Immune signaling within the calorie-restricted mice also changed, the team reported, with higher levels of interleukin-(IL) 4 and IL13, which are characteristic of the type 2 immune response. To test whether this reaction was responsible for converting the fat, the researchers removed the immune system entirely: they used radiation to kill stem cells in the bone marrow of mice, and transplanted bone marrow with either fully functional, wild-type immune system cells or defective ones (knocked out in the shared receptor subunit for IL4 and IL13).
Only mice with intact immune responses experienced beiging. Mice unable to mount a type 2 response still lost weight on a calorie-restricted diet, but in an atypical way. “The thing that was really amazing [was that] these mice don’t lose any weight in their subcutaneous fat, though their visceral fat decreases,” Fabbiano told The Scientist. “It means that to reduce the amount of fat in certain regions of the body, you need to have browning of that fat.”
Deborah Clegg, an internal medicine researcher at Cedars-Sinai Medical Center in Los Angeles, California, who has observed beiging fat in mice that have undergone gastric bypass surgery, said she was somewhat surprised by the model systems the team chose. “I think this is first time I’ve ever seen someone taking a lean mouse and making it leaner,” she told The Scientist. That the obese mice were genetic knockouts might also have influenced their responses, she added. “We do this so we can ask the question, how can we help the [hundreds of] millions of people who are obese lose weight?
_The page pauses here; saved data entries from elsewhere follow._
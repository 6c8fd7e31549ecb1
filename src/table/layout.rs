//! Physical primary-key layout
//!
//! The encoded row key always starts with the implicit prefix columns, in
//! this fixed order:
//!
//! 1. Salt byte (salted tables)
//! 2. Tenant id (multi-tenant tables with a bound tenant)
//! 3. View index id (indexes on views)
//!
//! followed by the user (DATA) columns in declared PK order. Offsets and
//! point lookups only ever reference user columns.

use std::collections::HashSet;

use serde::{Deserialize, Serialize};

use super::errors::{TableError, TableResult};
use super::metadata::{ColumnId, KeyType, TableMetadata};

/// Name of the implicit salt byte column
pub const SALT_COLUMN_NAME: &str = "_SALT";
/// Name of the implicit view index id column
pub const VIEW_INDEX_ID_COLUMN_NAME: &str = "_INDEX_ID";
/// Separator between family and column in index column names (`0:V1`, `:K1`)
pub const INDEX_COLUMN_NAME_SEP: char = ':';

/// Largest salt bucket count a single salt byte can address
pub const MAX_SALT_BUCKETS: u32 = 256;

/// Role of a column within the physical row key
#[derive(Debug, Clone, Copy, PartialEq, Eq, Serialize, Deserialize)]
#[serde(rename_all = "snake_case")]
pub enum KeyColumnRole {
    Salt,
    Tenant,
    ViewIndexId,
    Data,
}

impl KeyColumnRole {
    /// Returns true for roles stripped before user columns begin
    pub fn is_prefix(&self) -> bool {
        !matches!(self, KeyColumnRole::Data)
    }
}

/// One column of the physical row key
#[derive(Debug, Clone, PartialEq, Eq, Serialize, Deserialize)]
pub struct PhysicalKeyColumn {
    pub id: ColumnId,
    pub name: String,
    pub role: KeyColumnRole,
    /// Position within the physical row key
    pub ordinal: usize,
    pub key_type: KeyType,
}

/// Maps an index column name back to the data-table column name.
///
/// Index columns are stored as `<family>:<column>` (`:K1` for key columns);
/// everything up to and including the first separator is dropped. Names
/// without a separator are returned unchanged.
pub fn data_column_name(name: &str) -> &str {
    name.split_once(INDEX_COLUMN_NAME_SEP)
        .map_or(name, |(_, column)| column)
}

/// Ordered physical key columns of a table, derived once per statement
#[derive(Debug, Clone, PartialEq, Eq)]
pub struct PrimaryKeyLayout {
    table_name: String,
    columns: Vec<PhysicalKeyColumn>,
    prefix_len: usize,
    salt_buckets: Option<u32>,
    tenant_id: Option<String>,
    view_index_id: Option<i64>,
    is_index: bool,
}

impl PrimaryKeyLayout {
    /// Derives the layout of `table` for a connection bound to `tenant_id`.
    ///
    /// The tenant column only becomes a prefix column when the table is
    /// multi-tenant AND a tenant is bound; a global connection addresses it
    /// like any other user column.
    pub fn derive(table: &TableMetadata, tenant_id: Option<&str>) -> TableResult<Self> {
        if table.pk_columns.is_empty() {
            return Err(TableError::EmptyPrimaryKey(table.name.clone()));
        }

        let mut seen_names = HashSet::new();
        let mut seen_ids = HashSet::new();
        for column in &table.pk_columns {
            if !seen_names.insert(column.name.as_str()) {
                return Err(TableError::DuplicateColumn(column.name.clone()));
            }
            if column.id.is_reserved() || !seen_ids.insert(column.id) {
                return Err(TableError::DuplicateColumnId(column.id.0));
            }
        }

        let mut columns = Vec::with_capacity(table.pk_columns.len() + 2);

        let salt_buckets = match table.salt_buckets {
            Some(b) if b > MAX_SALT_BUCKETS => return Err(TableError::InvalidSaltBuckets(b)),
            Some(b) if b > 0 => Some(b),
            _ => None,
        };
        if salt_buckets.is_some() {
            columns.push(PhysicalKeyColumn {
                id: ColumnId::SALT,
                name: SALT_COLUMN_NAME.to_string(),
                role: KeyColumnRole::Salt,
                ordinal: 0,
                key_type: KeyType::Byte,
            });
        }

        let mut declared = table.pk_columns.iter();
        let bound_tenant = if table.multi_tenant { tenant_id } else { None };

        if table.multi_tenant {
            // First declared column is the tenant id
            if let Some(tenant_column) = declared.next() {
                let role = if bound_tenant.is_some() {
                    KeyColumnRole::Tenant
                } else {
                    KeyColumnRole::Data
                };
                columns.push(PhysicalKeyColumn {
                    id: tenant_column.id,
                    name: tenant_column.name.clone(),
                    role,
                    ordinal: columns.len(),
                    key_type: tenant_column.key_type,
                });
            }
        }

        let view_index_id = if table.is_index() { table.view_index_id } else { None };
        // An unbound tenant column would sit between the salt byte and the
        // view index id, splitting the prefix.
        if view_index_id.is_some() && table.multi_tenant && bound_tenant.is_none() {
            return Err(TableError::TenantRequired(table.name.clone()));
        }
        if view_index_id.is_some() {
            columns.push(PhysicalKeyColumn {
                id: ColumnId::VIEW_INDEX_ID,
                name: VIEW_INDEX_ID_COLUMN_NAME.to_string(),
                role: KeyColumnRole::ViewIndexId,
                ordinal: columns.len(),
                key_type: KeyType::BigInt,
            });
        }

        for column in declared {
            columns.push(PhysicalKeyColumn {
                id: column.id,
                name: column.name.clone(),
                role: KeyColumnRole::Data,
                ordinal: columns.len(),
                key_type: column.key_type,
            });
        }

        let prefix_len = columns.iter().take_while(|c| c.role.is_prefix()).count();
        if prefix_len == columns.len() {
            return Err(TableError::NoUserColumns(table.name.clone()));
        }

        Ok(Self {
            table_name: table.name.clone(),
            columns,
            prefix_len,
            salt_buckets,
            tenant_id: bound_tenant.map(str::to_string),
            view_index_id,
            is_index: table.is_index(),
        })
    }

    pub fn table_name(&self) -> &str {
        &self.table_name
    }

    /// All physical key columns, prefix first
    pub fn columns(&self) -> &[PhysicalKeyColumn] {
        &self.columns
    }

    /// The DATA-role columns, in declared PK order
    pub fn user_columns(&self) -> &[PhysicalKeyColumn] {
        &self.columns[self.prefix_len..]
    }

    /// Number of implicit prefix columns stripped before user columns
    pub fn prefix_len(&self) -> usize {
        self.prefix_len
    }

    pub fn user_column_count(&self) -> usize {
        self.columns.len() - self.prefix_len
    }

    pub fn salt_buckets(&self) -> Option<u32> {
        self.salt_buckets
    }

    pub fn tenant_id(&self) -> Option<&str> {
        self.tenant_id.as_deref()
    }

    pub fn view_index_id(&self) -> Option<i64> {
        self.view_index_id
    }

    pub fn is_index(&self) -> bool {
        self.is_index
    }

    /// Looks up a physical key column by id
    pub fn column(&self, id: ColumnId) -> Option<&PhysicalKeyColumn> {
        self.columns.iter().find(|c| c.id == id)
    }

    /// Resolves a user-supplied column name to a user column.
    ///
    /// On indexes both sides are compared under their data-table names.
    pub fn resolve_user_column(&self, name: &str) -> Option<&PhysicalKeyColumn> {
        self.user_columns().iter().find(|c| {
            if self.is_index {
                data_column_name(&c.name) == data_column_name(name)
            } else {
                c.name == name
            }
        })
    }

    /// Resolves any physical key column by name (prefix columns included)
    pub fn resolve_column(&self, name: &str) -> Option<&PhysicalKeyColumn> {
        self.columns
            .iter()
            .find(|c| c.name == name)
            .or_else(|| self.resolve_user_column(name))
    }
}

#[cfg(test)]
mod tests {
    use super::*;
    use crate::table::metadata::{ColumnDef, TableKind};

    fn base_table() -> TableMetadata {
        TableMetadata::new("t")
            .with_pk(ColumnDef::pk(1, "k1", KeyType::Integer))
            .with_pk(ColumnDef::pk(2, "k2", KeyType::Integer))
            .with_pk(ColumnDef::pk(3, "k3", KeyType::Integer))
    }

    fn tenant_table() -> TableMetadata {
        TableMetadata::new("mt")
            .multi_tenant()
            .with_pk(ColumnDef::pk(1, "t_id", KeyType::Varchar))
            .with_pk(ColumnDef::pk(2, "k1", KeyType::Integer))
            .with_pk(ColumnDef::pk(3, "k2", KeyType::Integer))
    }

    fn names(columns: &[PhysicalKeyColumn]) -> Vec<&str> {
        columns.iter().map(|c| c.name.as_str()).collect()
    }

    #[test]
    fn test_plain_table_has_no_prefix() {
        let layout = PrimaryKeyLayout::derive(&base_table(), None).unwrap();
        assert_eq!(layout.prefix_len(), 0);
        assert_eq!(layout.user_column_count(), 3);
        assert_eq!(names(layout.user_columns()), vec!["k1", "k2", "k3"]);
    }

    #[test]
    fn test_salted_table_strips_one_column() {
        let layout = PrimaryKeyLayout::derive(&base_table().salted(4), None).unwrap();
        assert_eq!(layout.prefix_len(), 1);
        assert_eq!(layout.columns()[0].role, KeyColumnRole::Salt);
        assert_eq!(layout.user_column_count(), 3);
    }

    #[test]
    fn test_bound_tenant_is_prefix() {
        let layout = PrimaryKeyLayout::derive(&tenant_table(), Some("acme")).unwrap();
        assert_eq!(layout.prefix_len(), 1);
        assert_eq!(layout.tenant_id(), Some("acme"));
        assert_eq!(names(layout.user_columns()), vec!["k1", "k2"]);
    }

    #[test]
    fn test_unbound_tenant_is_user_column() {
        let layout = PrimaryKeyLayout::derive(&tenant_table(), None).unwrap();
        assert_eq!(layout.prefix_len(), 0);
        assert_eq!(layout.tenant_id(), None);
        assert_eq!(names(layout.user_columns()), vec!["t_id", "k1", "k2"]);
    }

    #[test]
    fn test_tenant_ignored_on_single_tenant_table() {
        let layout = PrimaryKeyLayout::derive(&base_table(), Some("acme")).unwrap();
        assert_eq!(layout.prefix_len(), 0);
        assert_eq!(layout.tenant_id(), None);
    }

    #[test]
    fn test_prefix_order_salt_tenant_view_index() {
        let table = tenant_table().salted(8).view_index(-32768);
        let layout = PrimaryKeyLayout::derive(&table, Some("acme")).unwrap();

        let roles: Vec<KeyColumnRole> = layout.columns().iter().map(|c| c.role).collect();
        assert_eq!(
            roles,
            vec![
                KeyColumnRole::Salt,
                KeyColumnRole::Tenant,
                KeyColumnRole::ViewIndexId,
                KeyColumnRole::Data,
                KeyColumnRole::Data,
            ]
        );
        for (i, column) in layout.columns().iter().enumerate() {
            assert_eq!(column.ordinal, i);
        }
    }

    #[test]
    fn test_view_index_with_unbound_tenant_rejected() {
        let table = tenant_table().view_index(3);
        let result = PrimaryKeyLayout::derive(&table, None);
        assert_eq!(result.unwrap_err(), TableError::TenantRequired("mt".into()));
    }

    #[test]
    fn test_view_index_id_ignored_on_plain_table() {
        let mut table = base_table();
        table.view_index_id = Some(5);
        let layout = PrimaryKeyLayout::derive(&table, None).unwrap();
        assert_eq!(layout.prefix_len(), 0);
        assert_eq!(layout.view_index_id(), None);
    }

    #[test]
    fn test_empty_pk_rejected() {
        let result = PrimaryKeyLayout::derive(&TableMetadata::new("empty"), None);
        assert_eq!(result.unwrap_err(), TableError::EmptyPrimaryKey("empty".into()));
    }

    #[test]
    fn test_tenant_only_pk_rejected_when_bound() {
        let table = TableMetadata::new("mt")
            .multi_tenant()
            .with_pk(ColumnDef::pk(1, "t_id", KeyType::Varchar));
        let result = PrimaryKeyLayout::derive(&table, Some("acme"));
        assert_eq!(result.unwrap_err(), TableError::NoUserColumns("mt".into()));
    }

    #[test]
    fn test_invalid_salt_buckets_rejected() {
        let result = PrimaryKeyLayout::derive(&base_table().salted(300), None);
        assert_eq!(result.unwrap_err(), TableError::InvalidSaltBuckets(300));
    }

    #[test]
    fn test_duplicate_column_rejected() {
        let table = base_table().with_pk(ColumnDef::pk(9, "k1", KeyType::Integer));
        assert!(matches!(
            PrimaryKeyLayout::derive(&table, None),
            Err(TableError::DuplicateColumn(_))
        ));
    }

    #[test]
    fn test_data_column_name_mapping() {
        assert_eq!(data_column_name(":k1"), "k1");
        assert_eq!(data_column_name("0:v1"), "v1");
        assert_eq!(data_column_name("k1"), "k1");
    }

    #[test]
    fn test_index_resolves_by_data_column_name() {
        let table = TableMetadata::new("idx")
            .with_kind(TableKind::Index)
            .with_pk(ColumnDef::pk(1, "0:v1", KeyType::Varchar))
            .with_pk(ColumnDef::pk(2, ":k1", KeyType::Integer));
        let layout = PrimaryKeyLayout::derive(&table, None).unwrap();

        assert_eq!(layout.resolve_user_column("v1").map(|c| c.id), Some(ColumnId(1)));
        assert_eq!(layout.resolve_user_column("k1").map(|c| c.id), Some(ColumnId(2)));
        assert!(layout.resolve_user_column("k2").is_none());
    }
}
And this [mouse study] is not answering that question.”
Fabbiano maintained that the lean mice were a better choice for this work. “We needed a healthy model, immunocompetent and without any confounders to study the general response to caloric restriction first,” he said. “Of course, therapeutically it’s more interesting to use an obese mouse. But [they] may also conceal some general mechanism . . . impaired in them because of their obesity.”
Chawla said he thought the study was rigorous, but noted that Fabbiano and colleagues may have missed a second mediating mechanism: the effect of temperature. Animals become warmer when they eat, so mice on a calorie-restricted diet might feel cooler, he explained.
Indeed, the team observed that calorie-restricted mice had lower body temperatures, overall. So it could be temperature causing the animals’ fat to brown, Chawla said. “Clearly, on my part, it’s speculation,” he said. “But they haven’t formally excluded it.”